Lysophosphatidic Acid Receptor 3 Suppress Neutrophil Extracellular Traps Production and Thrombosis During Sepsis

Front Immunol 2022 Apr 7;13:844781.PMID:35464399DOI:10.3389/fimmu.2022.844781.

Sepsis consists of life-threatening organ dysfunction resulting from a dysregulated response to infection. Recent studies have found that excessive neutrophil extracellular traps (NETs) contribute to the pathogenesis of sepsis, thereby increasing morbidity and mortality. Lysophosphatidic acid (LPA) is a small glycerophospholipid molecule that exerts multiple functions by binding to its receptors. Although LPA has been functionally identified to induce NETs, whether and how LPA receptors, especially lysophosphatidic acid receptor 3 (LPA3), play a role in the development of sepsis has never been explored. A comprehensive understanding of the impact of LPA3 on sepsis is essential for the development of medical therapy. After intraperitoneal injection of lipopolysaccharide (LPS), Lpar3-/-mice showed a substantially higher mortality, more severe injury, and more fibrinogen content in the lungs than wild-type (WT) mice. The values of blood coagulation markers, plasma prothrombin time (PT) and fibrinogen (FIB), indicated that the Lpar3-/- mice underwent a severe coagulation process, which resulted in increased thrombosis.

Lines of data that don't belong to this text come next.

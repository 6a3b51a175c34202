// Copyright 2025 Fernando Borretti
//
// Licensed under the Apache License, Version 2.0 (the "License");
// you may not use this file except in compliance with the License.
// You may obtain a copy of the License at
//
//     http://www.apache.org/licenses/LICENSE-2.0
//
// Unless required by applicable law or agreed to in writing, software
// distributed under the License is distributed on an "AS IS" BASIS,
// WITHOUT WARRANTIES OR CONDITIONS OF ANY KIND, either express or implied.
// See the License for the specific language governing permissions and
// limitations under the License.

use std::collections::VecDeque;
use std::sync::Arc;
use std::sync::Mutex;
use std::sync::MutexGuard;

use rusqlite::Connection;
use rusqlite::OptionalExtension;
use rusqlite::Row;
use rusqlite::Transaction;
use rusqlite::config::DbConfig;
use rusqlite::params;
use serde::Serialize;

use crate::error::Fallible;
use crate::types::card::Card;
use crate::types::learning_state::LearningState;
use crate::types::mistake::Mistake;
use crate::types::mistake::MistakeRecord;
use crate::types::timestamp::Timestamp;

#[derive(Clone)]
pub struct Database {
    conn: Arc<Mutex<Connection>>,
}

/// One row of the review log.
#[derive(Clone, Debug, PartialEq, Serialize)]
#[serde(rename_all = "camelCase")]
pub struct ReviewLog {
    pub user_id: String,
    pub item_id: String,
    pub reviewed_at: Timestamp,
    pub quality: u8,
    pub previous_state: LearningState,
    pub learning_state: LearningState,
    pub interval: u32,
    pub ease_factor: f64,
    pub next_review: Timestamp,
    pub response_time_ms: Option<i64>,
}

const CARD_COLUMNS: &str = "user_id, item_id, item_type, ease_factor, interval, repetition_count, learning_state, learning_step, graduated, suspended, memory_strength, stability_factor, difficulty_factor, success_rate, last_reviewed, next_review, total_reviews, correct_streak, lapses, average_response_time, timed_reviews";

const REVIEW_COLUMNS: &str = "user_id, item_id, reviewed_at, quality, previous_state, learning_state, interval, ease_factor, next_review, response_time_ms";

impl Database {
    pub fn new(database_path: &str) -> Fallible<Self> {
        let mut conn = Connection::open(database_path)?;
        conn.set_db_config(DbConfig::SQLITE_DBCONFIG_ENABLE_FKEY, true)?;
        {
            let tx = conn.transaction()?;
            if !probe_schema_exists(&tx)? {
                log::debug!("Creating schema in {database_path}.");
                tx.execute_batch(include_str!("schema.sql"))?;
                tx.commit()?;
            }
        }
        let conn = Arc::new(Mutex::new(conn));
        Ok(Self { conn })
    }

    /// Fetch a learner's card for an item, if there is one.
    pub fn get_card(&self, user_id: &str, item_id: &str) -> Fallible<Option<Card>> {
        let conn = self.acquire();
        let sql = format!("select {CARD_COLUMNS} from cards where user_id = ? and item_id = ?;");
        let card = conn
            .query_row(&sql, [user_id, item_id], card_from_row)
            .optional()?;
        Ok(card)
    }

    /// Insert a card, or overwrite the existing one with the same identity.
    pub fn upsert_card(&self, card: &Card) -> Fallible<()> {
        log::debug!("Saving card {}/{}.", card.user_id, card.item_id);
        let mut conn = self.acquire();
        let tx = conn.transaction()?;
        upsert_card(&tx, card)?;
        tx.commit()?;
        Ok(())
    }

    /// Save many cards in one transaction.
    pub fn upsert_cards(&self, cards: &[Card]) -> Fallible<()> {
        log::debug!("Saving {} cards.", cards.len());
        let mut conn = self.acquire();
        let tx = conn.transaction()?;
        for card in cards {
            upsert_card(&tx, card)?;
        }
        tx.commit()?;
        Ok(())
    }

    pub fn user_cards(&self, user_id: &str) -> Fallible<Vec<Card>> {
        let conn = self.acquire();
        let sql =
            format!("select {CARD_COLUMNS} from cards where user_id = ? order by item_id;");
        let mut stmt = conn.prepare(&sql)?;
        let cards = stmt
            .query_map([user_id], card_from_row)?
            .collect::<Result<Vec<Card>, _>>()?;
        Ok(cards)
    }

    pub fn all_cards(&self) -> Fallible<Vec<Card>> {
        let conn = self.acquire();
        let sql = format!("select {CARD_COLUMNS} from cards order by user_id, item_id;");
        let mut stmt = conn.prepare(&sql)?;
        let cards = stmt
            .query_map([], card_from_row)?
            .collect::<Result<Vec<Card>, _>>()?;
        Ok(cards)
    }

    /// Set or clear the suspension flag. Returns whether the card exists.
    pub fn set_suspended(&self, user_id: &str, item_id: &str, suspended: bool) -> Fallible<bool> {
        let conn = self.acquire();
        let sql = "update cards set suspended = ? where user_id = ? and item_id = ?;";
        let changed = conn.execute(sql, params![suspended, user_id, item_id])?;
        Ok(changed > 0)
    }

    pub fn get_mistake_record(
        &self,
        user_id: &str,
        sentence_id: &str,
    ) -> Fallible<Option<MistakeRecord>> {
        let conn = self.acquire();
        let sql = "select user_id, sentence_id, incorrect_count, last_incorrect_date, weight from mistakes where user_id = ? and sentence_id = ?;";
        let record = conn
            .query_row(sql, [user_id, sentence_id], record_from_row)
            .optional()?;
        match record {
            Some(mut record) => {
                record.recent_mistakes = load_entries(&conn, user_id, sentence_id)?;
                Ok(Some(record))
            }
            None => Ok(None),
        }
    }

    /// Save a mistake record. Its ring of recent mistakes is replaced as a
    /// whole, in the same transaction.
    pub fn save_mistake_record(&self, record: &MistakeRecord) -> Fallible<()> {
        log::debug!(
            "Saving mistake record {}/{} (count={}, weight={:.2}).",
            record.user_id,
            record.sentence_id,
            record.incorrect_count,
            record.weight
        );
        let mut conn = self.acquire();
        let tx = conn.transaction()?;
        save_mistake_record(&tx, record)?;
        tx.commit()?;
        Ok(())
    }

    pub fn user_mistakes(&self, user_id: &str) -> Fallible<Vec<MistakeRecord>> {
        self.mistakes_where(Some(user_id))
    }

    pub fn all_mistakes(&self) -> Fallible<Vec<MistakeRecord>> {
        self.mistakes_where(None)
    }

    fn mistakes_where(&self, user_id: Option<&str>) -> Fallible<Vec<MistakeRecord>> {
        let conn = self.acquire();
        let sql = "select user_id, sentence_id, incorrect_count, last_incorrect_date, weight from mistakes where ?1 is null or user_id = ?1 order by user_id, sentence_id;";
        let mut stmt = conn.prepare(sql)?;
        let mut records = stmt
            .query_map([user_id], record_from_row)?
            .collect::<Result<Vec<MistakeRecord>, _>>()?;
        for record in records.iter_mut() {
            record.recent_mistakes = load_entries(&conn, &record.user_id, &record.sentence_id)?;
        }
        Ok(records)
    }

    pub fn insert_review(&self, review: &ReviewLog) -> Fallible<ReviewId> {
        let mut conn = self.acquire();
        let tx = conn.transaction()?;
        let review_id = insert_review(&tx, review)?;
        tx.commit()?;
        Ok(review_id)
    }

    /// Persist everything one answered review produces, atomically.
    pub fn save_review(
        &self,
        card: &Card,
        mistakes: Option<&MistakeRecord>,
        review: &ReviewLog,
    ) -> Fallible<ReviewId> {
        let mut conn = self.acquire();
        let tx = conn.transaction()?;
        upsert_card(&tx, card)?;
        if let Some(record) = mistakes {
            save_mistake_record(&tx, record)?;
        }
        let review_id = insert_review(&tx, review)?;
        tx.commit()?;
        log::debug!(
            "Saved review {review_id} of {}/{}.",
            card.user_id,
            card.item_id
        );
        Ok(review_id)
    }

    /// The review log, oldest first, optionally for a single learner.
    pub fn reviews(&self, user_id: Option<&str>) -> Fallible<Vec<ReviewLog>> {
        let conn = self.acquire();
        let sql = format!(
            "select {REVIEW_COLUMNS} from reviews where ?1 is null or user_id = ?1 order by reviewed_at, review_id;"
        );
        let mut stmt = conn.prepare(&sql)?;
        let reviews = stmt
            .query_map([user_id], review_from_row)?
            .collect::<Result<Vec<ReviewLog>, _>>()?;
        Ok(reviews)
    }

    pub fn card_count(&self) -> Fallible<usize> {
        self.count("select count(*) from cards;")
    }

    pub fn mistake_count(&self) -> Fallible<usize> {
        self.count("select count(*) from mistakes;")
    }

    pub fn review_count(&self) -> Fallible<usize> {
        self.count("select count(*) from reviews;")
    }

    fn count(&self, sql: &str) -> Fallible<usize> {
        let conn = self.acquire();
        let count: i64 = conn.query_row(sql, [], |row| row.get(0))?;
        Ok(count as usize)
    }

    fn acquire(&self) -> MutexGuard<'_, Connection> {
        self.conn.lock().unwrap()
    }
}

pub type ReviewId = i64;

fn card_from_row(row: &Row) -> rusqlite::Result<Card> {
    Ok(Card {
        user_id: row.get(0)?,
        item_id: row.get(1)?,
        item_type: row.get(2)?,
        ease_factor: row.get(3)?,
        interval: row.get(4)?,
        repetition_count: row.get(5)?,
        learning_state: row.get(6)?,
        learning_step: row.get(7)?,
        graduated: row.get(8)?,
        suspended: row.get(9)?,
        memory_strength: row.get(10)?,
        stability_factor: row.get(11)?,
        difficulty_factor: row.get(12)?,
        success_rate: row.get(13)?,
        last_reviewed: row.get(14)?,
        next_review: row.get(15)?,
        total_reviews: row.get(16)?,
        correct_streak: row.get(17)?,
        lapses: row.get(18)?,
        average_response_time: row.get(19)?,
        timed_reviews: row.get(20)?,
    })
}

fn upsert_card(tx: &Transaction, card: &Card) -> Fallible<()> {
    let sql = format!(
        "insert or replace into cards ({CARD_COLUMNS}) values (?, ?, ?, ?, ?, ?, ?, ?, ?, ?, ?, ?, ?, ?, ?, ?, ?, ?, ?, ?, ?);"
    );
    tx.execute(
        &sql,
        params![
            card.user_id,
            card.item_id,
            card.item_type,
            card.ease_factor,
            card.interval,
            card.repetition_count,
            card.learning_state,
            card.learning_step,
            card.graduated,
            card.suspended,
            card.memory_strength,
            card.stability_factor,
            card.difficulty_factor,
            card.success_rate,
            card.last_reviewed,
            card.next_review,
            card.total_reviews,
            card.correct_streak,
            card.lapses,
            card.average_response_time,
            card.timed_reviews,
        ],
    )?;
    Ok(())
}

fn record_from_row(row: &Row) -> rusqlite::Result<MistakeRecord> {
    Ok(MistakeRecord {
        user_id: row.get(0)?,
        sentence_id: row.get(1)?,
        incorrect_count: row.get(2)?,
        last_incorrect_date: row.get(3)?,
        recent_mistakes: VecDeque::new(),
        weight: row.get(4)?,
    })
}

fn load_entries(
    conn: &Connection,
    user_id: &str,
    sentence_id: &str,
) -> Fallible<VecDeque<Mistake>> {
    let sql = "select timestamp, mistake_type, user_answer, correct_answer from mistake_entries where user_id = ? and sentence_id = ? order by position;";
    let mut stmt = conn.prepare(sql)?;
    let entries = stmt
        .query_map([user_id, sentence_id], |row| {
            Ok(Mistake {
                timestamp: row.get(0)?,
                mistake_type: row.get(1)?,
                user_answer: row.get(2)?,
                correct_answer: row.get(3)?,
            })
        })?
        .collect::<Result<VecDeque<Mistake>, _>>()?;
    Ok(entries)
}

fn save_mistake_record(tx: &Transaction, record: &MistakeRecord) -> Fallible<()> {
    let sql = "insert into mistakes (user_id, sentence_id, incorrect_count, last_incorrect_date, weight) values (?, ?, ?, ?, ?) on conflict (user_id, sentence_id) do update set incorrect_count = excluded.incorrect_count, last_incorrect_date = excluded.last_incorrect_date, weight = excluded.weight;";
    tx.execute(
        sql,
        params![
            record.user_id,
            record.sentence_id,
            record.incorrect_count,
            record.last_incorrect_date,
            record.weight,
        ],
    )?;
    tx.execute(
        "delete from mistake_entries where user_id = ? and sentence_id = ?;",
        [&record.user_id, &record.sentence_id],
    )?;
    let sql = "insert into mistake_entries (user_id, sentence_id, position, timestamp, mistake_type, user_answer, correct_answer) values (?, ?, ?, ?, ?, ?, ?);";
    for (position, mistake) in record.recent_mistakes.iter().enumerate() {
        tx.execute(
            sql,
            params![
                record.user_id,
                record.sentence_id,
                position as i64,
                mistake.timestamp,
                mistake.mistake_type,
                mistake.user_answer,
                mistake.correct_answer,
            ],
        )?;
    }
    Ok(())
}

fn review_from_row(row: &Row) -> rusqlite::Result<ReviewLog> {
    Ok(ReviewLog {
        user_id: row.get(0)?,
        item_id: row.get(1)?,
        reviewed_at: row.get(2)?,
        quality: row.get(3)?,
        previous_state: row.get(4)?,
        learning_state: row.get(5)?,
        interval: row.get(6)?,
        ease_factor: row.get(7)?,
        next_review: row.get(8)?,
        response_time_ms: row.get(9)?,
    })
}

fn insert_review(tx: &Transaction, review: &ReviewLog) -> Fallible<ReviewId> {
    let sql = format!(
        "insert into reviews ({REVIEW_COLUMNS}) values (?, ?, ?, ?, ?, ?, ?, ?, ?, ?) returning review_id;"
    );
    let review_id: ReviewId = tx.query_row(
        &sql,
        params![
            review.user_id,
            review.item_id,
            review.reviewed_at,
            review.quality,
            review.previous_state,
            review.learning_state,
            review.interval,
            review.ease_factor,
            review.next_review,
            review.response_time_ms,
        ],
        |row| row.get(0),
    )?;
    Ok(review_id)
}

fn probe_schema_exists(tx: &Transaction) -> Fallible<bool> {
    let sql = "select count(*) from sqlite_master where type='table' AND name=?;";
    let count: i64 = tx.query_row(sql, ["cards"], |row| row.get(0))?;
    Ok(count > 0)
}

The levels of NETs in Lpar3-/- mice were higher than those in WT mice after LPS injection. The mortality rate and degree of lung damage in Lpar3-/- mice with sepsis were significantly reduced after the destruction of NETs by DNaseI treatment. Furthermore, in vitro experiments with co-cultured monocytes and neutrophils demonstrated that monocytes from Lpar3-/- mice promoted the formation of NETs, suggesting that LPA3 acting on monocytes inhibits the formation of NETs and plays a protective role in sepsis. Mechanistically, we found that the amount of CD14, an LPS co-receptor, expressed by monocytes in Lpar3-/-mice was significantly elevated after LPS administration, and the MyD88-p65-NFκB signaling axis, downstream of toll-like receptor 4 signaling, in monocytes was overactivated. Finally, after an injection of the LPA3 agonist (2S)-1-oleoyl-2-methylglycero-3-phosphothionate (OMPT), the survival rate of mice with sepsis was improved, organ damage was reduced, and the production of NETs was decreased. This suggested the possible translational value and application prospects of (2S)-OMPT in the treatment of sepsis. Our study confirms an important protective role of LPA3 in curbing the development of sepsis by suppressing NETs production and thrombosis and provides new ideas for sepsis treatment strategies.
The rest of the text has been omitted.